Oui, ce manoir était vraiment parfait sous les rayons du soleil comme sous ceux de sa sœur la lune. Sauf que cette nuit-là, rien n'aurait pu être parfait ni bon. La lune déserterait bientôt le royaume des astres, ne laissant derrière elle qu'un ciel lumineux d'étoiles fines sans concurrente pour ternir leurs éclats. Les étoiles auraient alors beau paraitre plus brillantes, la disparition de l'astre lunaire laisserait un profond vide qu'elles ne pourraient combler. En cette nuit la lune disparaitrait, le ciel en semblera alors terni durant quelques instants fatidiques. Les songes des Hommes ne seraient que plus profonds et peuplés d'étranges créatures favorisées par cette absence. Bien des choses pouvaient se passer en cette nuit où cet œil inquisiteur serait masqué. Œil qui d'ordinaire troublait le sommeil des hommes, protégeant ses enfants dans ses bras vaporeux, révélant la véritable nature des êtres vivants, accordant au monde la protection de son éclat d'argent.

Tout pouvait basculer.

Diane le savait. Elle avait été incapable de trouver le repos dans l'abime de l'inconscience. Elle ne l'aurait pas pu tout en sachant ce qui se tramait. Même malgré les bras solides de son fiancé qui l'entouraient. Même avec sa présence, même en sentant son souffle dans ses cheveux, en percevant les battements de son cœur et sa poitrine qui se soulevait sous ses mains, même avec tout cela, elle ne pouvait pas s'empêcher de frissonner. Frissonner de peur et d'appréhension.

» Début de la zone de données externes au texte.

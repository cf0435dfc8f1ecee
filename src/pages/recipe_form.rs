//! Create and edit recipes.
//!
//! `/receitas/nova` starts from an empty draft; `/receitas/editar/:id` loads
//! the recipe first. Ingredients are edited locally and only sent with the
//! whole recipe on save. The import dialog turns free text (usually read from
//! the clipboard) into a draft through the backend parser.

use leptos::prelude::*;
use leptos_router::hooks::{use_navigate, use_params_map};
use wasm_bindgen_futures::spawn_local;

use crate::api::use_api;
use crate::browser;
use crate::components::ingredient_autocomplete::IngredientAutocomplete;
use crate::components::recipe_view_dialog::RecipeViewDialog;
use crate::components::unit_select::UnitSelect;
use crate::draft::{
    blank_if_zero, format_quantity, parse_amount, parse_count, parse_tags, IngredientEntry,
    RecipeDraft,
};
use crate::models::{Recipe, Unit};
use crate::pages::page_navigator;
use crate::toast::use_toasts;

Elle savait que même si la nuit paraissait calme, il ne fallait pas s'y fier. Le Paraitre était l'une des pires illusions. Cette nuit, ils l'invoqueraient. Elle l'avait vu dans un de ses rêves. Un des rêves prémonitoires que lui envoyait la Dame Argentée. Elle avait pu les y voir, contempler leur affreuse cérémonie et la créature qu'ils en feraient naitre. Et elle ne pouvait permettre cela d'arriver. C'était bien pour cela qu'Elle lui avait donné ce rêve. Diane devait empêcher l'avènement de ce monstre. Elle se redressa doucement, se mouvant à peine entre les bras de l'homme qui l'enlaçait et les draps. Son cœur se serra lorsqu'elle observa son visage. Les traits de son visage endormis étaient doux, tellement détendus par rapport à ses expressions journalières.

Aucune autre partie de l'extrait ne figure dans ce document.